» **WHAT IS NEEDED**
Word for word, restate the entries below from their first line through the line that contains "for descriptor in".

» **MATERIALS PROVIDED**
__________
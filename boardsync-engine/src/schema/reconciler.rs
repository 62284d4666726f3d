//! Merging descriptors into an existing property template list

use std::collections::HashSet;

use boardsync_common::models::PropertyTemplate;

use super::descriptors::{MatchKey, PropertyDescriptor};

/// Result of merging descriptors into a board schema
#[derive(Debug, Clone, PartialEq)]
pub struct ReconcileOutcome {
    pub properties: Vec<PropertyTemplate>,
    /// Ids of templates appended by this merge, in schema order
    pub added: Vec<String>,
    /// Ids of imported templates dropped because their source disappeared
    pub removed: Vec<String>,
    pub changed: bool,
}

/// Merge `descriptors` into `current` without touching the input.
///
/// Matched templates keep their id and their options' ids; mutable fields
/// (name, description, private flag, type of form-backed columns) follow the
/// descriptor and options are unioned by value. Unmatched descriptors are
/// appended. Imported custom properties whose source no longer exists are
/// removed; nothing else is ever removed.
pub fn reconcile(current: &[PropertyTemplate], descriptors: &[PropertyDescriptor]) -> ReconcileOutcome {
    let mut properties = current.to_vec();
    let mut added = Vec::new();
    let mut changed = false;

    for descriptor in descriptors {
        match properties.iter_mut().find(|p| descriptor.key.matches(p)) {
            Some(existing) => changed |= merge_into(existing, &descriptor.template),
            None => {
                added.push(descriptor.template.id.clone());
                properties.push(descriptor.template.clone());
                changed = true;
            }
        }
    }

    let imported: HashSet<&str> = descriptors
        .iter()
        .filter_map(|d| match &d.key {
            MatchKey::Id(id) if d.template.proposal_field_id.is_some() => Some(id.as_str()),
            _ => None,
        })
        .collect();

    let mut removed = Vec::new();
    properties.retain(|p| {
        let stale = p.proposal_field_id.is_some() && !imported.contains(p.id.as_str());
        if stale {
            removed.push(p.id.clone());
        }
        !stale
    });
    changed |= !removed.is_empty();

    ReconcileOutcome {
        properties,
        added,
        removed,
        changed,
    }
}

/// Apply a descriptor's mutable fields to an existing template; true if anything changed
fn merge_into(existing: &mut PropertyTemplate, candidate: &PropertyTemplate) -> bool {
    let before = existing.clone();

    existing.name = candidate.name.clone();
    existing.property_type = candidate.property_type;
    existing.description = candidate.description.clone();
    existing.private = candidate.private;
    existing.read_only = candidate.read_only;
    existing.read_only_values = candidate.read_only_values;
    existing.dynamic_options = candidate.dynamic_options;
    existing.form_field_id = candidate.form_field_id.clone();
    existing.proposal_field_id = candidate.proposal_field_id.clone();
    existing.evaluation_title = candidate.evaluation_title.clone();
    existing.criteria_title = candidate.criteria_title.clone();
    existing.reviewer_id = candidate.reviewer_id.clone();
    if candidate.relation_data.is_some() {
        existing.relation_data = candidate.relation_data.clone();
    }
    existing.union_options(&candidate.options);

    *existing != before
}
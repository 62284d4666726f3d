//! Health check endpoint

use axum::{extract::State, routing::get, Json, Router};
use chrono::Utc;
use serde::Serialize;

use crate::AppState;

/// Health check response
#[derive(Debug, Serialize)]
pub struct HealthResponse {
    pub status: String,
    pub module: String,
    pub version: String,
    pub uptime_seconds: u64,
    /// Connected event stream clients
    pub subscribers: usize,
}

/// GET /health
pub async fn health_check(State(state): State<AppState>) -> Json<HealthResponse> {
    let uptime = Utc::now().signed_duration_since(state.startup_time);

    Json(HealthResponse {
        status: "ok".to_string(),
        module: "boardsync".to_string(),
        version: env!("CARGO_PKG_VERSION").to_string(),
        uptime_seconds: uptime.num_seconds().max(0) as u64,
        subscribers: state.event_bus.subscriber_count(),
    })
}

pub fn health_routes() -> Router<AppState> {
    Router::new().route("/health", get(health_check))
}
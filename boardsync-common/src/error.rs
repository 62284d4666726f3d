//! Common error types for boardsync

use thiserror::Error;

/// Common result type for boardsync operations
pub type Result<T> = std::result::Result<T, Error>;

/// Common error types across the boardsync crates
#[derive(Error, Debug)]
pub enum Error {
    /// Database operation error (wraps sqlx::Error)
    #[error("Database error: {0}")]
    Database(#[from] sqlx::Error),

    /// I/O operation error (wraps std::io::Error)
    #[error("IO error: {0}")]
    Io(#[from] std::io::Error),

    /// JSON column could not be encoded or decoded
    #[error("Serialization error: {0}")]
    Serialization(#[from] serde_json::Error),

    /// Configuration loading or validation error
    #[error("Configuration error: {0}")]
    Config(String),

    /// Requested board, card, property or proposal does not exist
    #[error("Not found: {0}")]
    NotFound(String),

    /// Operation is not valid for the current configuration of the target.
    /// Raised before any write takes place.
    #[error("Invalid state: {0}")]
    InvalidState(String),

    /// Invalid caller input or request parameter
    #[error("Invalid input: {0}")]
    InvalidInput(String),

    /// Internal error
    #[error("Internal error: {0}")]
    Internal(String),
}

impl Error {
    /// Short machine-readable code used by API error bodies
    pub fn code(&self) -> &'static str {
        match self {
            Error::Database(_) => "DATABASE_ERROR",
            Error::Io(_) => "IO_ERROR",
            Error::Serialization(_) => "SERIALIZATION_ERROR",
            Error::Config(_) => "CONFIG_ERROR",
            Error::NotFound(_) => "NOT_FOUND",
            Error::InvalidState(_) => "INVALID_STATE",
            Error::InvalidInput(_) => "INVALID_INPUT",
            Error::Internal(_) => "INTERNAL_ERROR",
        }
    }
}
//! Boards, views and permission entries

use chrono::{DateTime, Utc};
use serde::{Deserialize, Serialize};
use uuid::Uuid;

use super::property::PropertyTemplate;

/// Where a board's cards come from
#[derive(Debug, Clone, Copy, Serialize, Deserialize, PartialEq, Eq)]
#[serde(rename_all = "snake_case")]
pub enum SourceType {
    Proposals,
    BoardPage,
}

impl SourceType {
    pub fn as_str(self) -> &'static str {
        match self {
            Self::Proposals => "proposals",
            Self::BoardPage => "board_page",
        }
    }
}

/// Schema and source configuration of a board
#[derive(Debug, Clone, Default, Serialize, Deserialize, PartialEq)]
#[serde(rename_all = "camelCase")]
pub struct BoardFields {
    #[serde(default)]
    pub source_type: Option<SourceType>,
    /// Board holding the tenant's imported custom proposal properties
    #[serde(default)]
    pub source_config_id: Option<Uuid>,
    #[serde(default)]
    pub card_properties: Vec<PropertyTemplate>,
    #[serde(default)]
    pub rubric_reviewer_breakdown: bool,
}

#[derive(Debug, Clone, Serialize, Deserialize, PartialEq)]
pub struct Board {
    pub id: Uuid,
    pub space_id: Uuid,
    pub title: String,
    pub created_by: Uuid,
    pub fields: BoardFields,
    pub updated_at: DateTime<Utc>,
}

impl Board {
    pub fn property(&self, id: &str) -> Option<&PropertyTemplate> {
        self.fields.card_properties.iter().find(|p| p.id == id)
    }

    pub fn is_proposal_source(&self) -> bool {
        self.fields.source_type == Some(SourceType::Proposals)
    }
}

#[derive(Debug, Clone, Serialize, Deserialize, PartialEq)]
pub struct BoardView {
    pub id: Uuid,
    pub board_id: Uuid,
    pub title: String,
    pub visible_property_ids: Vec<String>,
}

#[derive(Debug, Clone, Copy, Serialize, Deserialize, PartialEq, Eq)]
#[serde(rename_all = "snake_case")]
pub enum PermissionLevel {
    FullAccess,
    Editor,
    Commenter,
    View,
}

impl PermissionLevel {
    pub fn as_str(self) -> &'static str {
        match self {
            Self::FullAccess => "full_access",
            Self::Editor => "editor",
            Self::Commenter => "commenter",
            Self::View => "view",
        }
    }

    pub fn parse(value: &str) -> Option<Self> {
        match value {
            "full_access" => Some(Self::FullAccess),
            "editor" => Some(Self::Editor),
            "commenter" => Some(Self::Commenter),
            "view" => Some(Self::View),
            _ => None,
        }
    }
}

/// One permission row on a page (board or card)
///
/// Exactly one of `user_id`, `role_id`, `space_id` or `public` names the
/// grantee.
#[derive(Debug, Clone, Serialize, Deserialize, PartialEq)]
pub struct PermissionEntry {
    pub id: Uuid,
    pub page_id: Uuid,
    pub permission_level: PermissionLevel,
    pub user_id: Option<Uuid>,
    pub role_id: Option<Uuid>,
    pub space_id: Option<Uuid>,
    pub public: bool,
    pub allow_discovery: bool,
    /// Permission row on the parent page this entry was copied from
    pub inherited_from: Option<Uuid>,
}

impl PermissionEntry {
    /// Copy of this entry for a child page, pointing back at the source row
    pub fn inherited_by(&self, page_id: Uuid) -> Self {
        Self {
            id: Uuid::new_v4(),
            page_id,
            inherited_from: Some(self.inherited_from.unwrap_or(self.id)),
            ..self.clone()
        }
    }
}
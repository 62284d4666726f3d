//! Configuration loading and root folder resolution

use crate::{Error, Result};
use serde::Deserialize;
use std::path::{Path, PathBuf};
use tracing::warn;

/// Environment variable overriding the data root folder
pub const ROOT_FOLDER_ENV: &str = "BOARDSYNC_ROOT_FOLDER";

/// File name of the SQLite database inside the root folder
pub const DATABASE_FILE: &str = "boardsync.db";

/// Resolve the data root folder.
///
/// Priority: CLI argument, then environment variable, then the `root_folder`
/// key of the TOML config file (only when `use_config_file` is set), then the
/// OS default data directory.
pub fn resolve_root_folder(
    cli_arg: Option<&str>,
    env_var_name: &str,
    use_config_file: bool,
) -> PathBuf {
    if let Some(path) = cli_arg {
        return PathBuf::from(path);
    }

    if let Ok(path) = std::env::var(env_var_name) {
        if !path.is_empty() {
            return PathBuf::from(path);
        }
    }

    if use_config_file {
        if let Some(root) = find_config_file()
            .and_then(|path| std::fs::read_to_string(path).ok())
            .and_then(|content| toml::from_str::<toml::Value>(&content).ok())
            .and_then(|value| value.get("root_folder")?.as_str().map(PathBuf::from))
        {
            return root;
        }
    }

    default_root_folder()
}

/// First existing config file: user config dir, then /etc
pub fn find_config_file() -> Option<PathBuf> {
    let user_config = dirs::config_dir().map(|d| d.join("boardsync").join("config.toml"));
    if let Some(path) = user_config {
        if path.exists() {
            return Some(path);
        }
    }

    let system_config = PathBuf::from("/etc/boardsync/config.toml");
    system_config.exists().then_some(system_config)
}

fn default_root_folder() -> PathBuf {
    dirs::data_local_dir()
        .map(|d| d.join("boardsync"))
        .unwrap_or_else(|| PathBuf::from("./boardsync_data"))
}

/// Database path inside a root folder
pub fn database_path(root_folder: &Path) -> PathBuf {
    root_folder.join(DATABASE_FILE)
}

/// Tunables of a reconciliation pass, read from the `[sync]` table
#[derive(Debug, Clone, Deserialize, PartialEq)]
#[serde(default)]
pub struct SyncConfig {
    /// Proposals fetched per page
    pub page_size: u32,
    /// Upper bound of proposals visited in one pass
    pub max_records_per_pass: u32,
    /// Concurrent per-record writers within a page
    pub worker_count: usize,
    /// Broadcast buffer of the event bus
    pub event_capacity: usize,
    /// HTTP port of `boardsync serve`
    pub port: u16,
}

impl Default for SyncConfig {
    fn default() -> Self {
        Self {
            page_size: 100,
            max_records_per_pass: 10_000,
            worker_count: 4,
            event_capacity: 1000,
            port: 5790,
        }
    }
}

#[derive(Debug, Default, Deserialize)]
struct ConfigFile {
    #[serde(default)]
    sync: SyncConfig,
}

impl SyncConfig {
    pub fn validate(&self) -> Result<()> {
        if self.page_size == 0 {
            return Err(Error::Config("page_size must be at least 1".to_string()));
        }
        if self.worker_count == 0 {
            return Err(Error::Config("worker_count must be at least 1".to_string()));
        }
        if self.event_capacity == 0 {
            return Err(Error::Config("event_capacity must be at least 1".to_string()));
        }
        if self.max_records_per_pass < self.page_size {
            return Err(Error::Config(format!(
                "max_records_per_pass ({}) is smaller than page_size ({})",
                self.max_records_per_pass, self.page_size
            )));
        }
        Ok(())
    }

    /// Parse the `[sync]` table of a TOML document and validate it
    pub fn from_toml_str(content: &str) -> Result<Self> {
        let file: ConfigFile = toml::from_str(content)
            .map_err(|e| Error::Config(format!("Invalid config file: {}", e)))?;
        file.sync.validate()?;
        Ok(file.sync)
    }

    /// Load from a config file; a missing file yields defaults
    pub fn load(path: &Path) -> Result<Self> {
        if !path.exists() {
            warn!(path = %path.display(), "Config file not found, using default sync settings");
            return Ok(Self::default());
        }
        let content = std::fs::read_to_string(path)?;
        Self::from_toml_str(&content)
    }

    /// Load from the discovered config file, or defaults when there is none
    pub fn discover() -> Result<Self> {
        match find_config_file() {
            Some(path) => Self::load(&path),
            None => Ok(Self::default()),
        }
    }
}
__________
» **WRITTEN RESPONSE**
filename boardsync-engine/src/schema/reconciler.rs
repository 62284d4666726f3d
//! Merging descriptors into an existing property template list

use std::collections::HashSet;

use boardsync_common::models::PropertyTemplate;

use super::descriptors::{MatchKey, PropertyDescriptor};

/// Result of merging descriptors into a board schema
#[derive(Debug, Clone, PartialEq)]
pub struct ReconcileOutcome {
    pub properties: Vec<PropertyTemplate>,
    /// Ids of templates appended by this merge, in schema order
    pub added: Vec<String>,
    /// Ids of imported templates dropped because their source disappeared
    pub removed: Vec<String>,
    pub changed: bool,
}

/// Merge `descriptors` into `current` without touching the input.
///
/// Matched templates keep their id and their options' ids; mutable fields
/// (name, description, private flag, type of form-backed columns) follow the
/// descriptor and options are unioned by value. Unmatched descriptors are
/// appended. Imported custom properties whose source no longer exists are
/// removed; nothing else is ever removed.
pub fn reconcile(current: &[PropertyTemplate], descriptors: &[PropertyDescriptor]) -> ReconcileOutcome {
    let mut properties = current.to_vec();
    let mut added = Vec::new();
    let mut changed = false;

    for descriptor in descriptors {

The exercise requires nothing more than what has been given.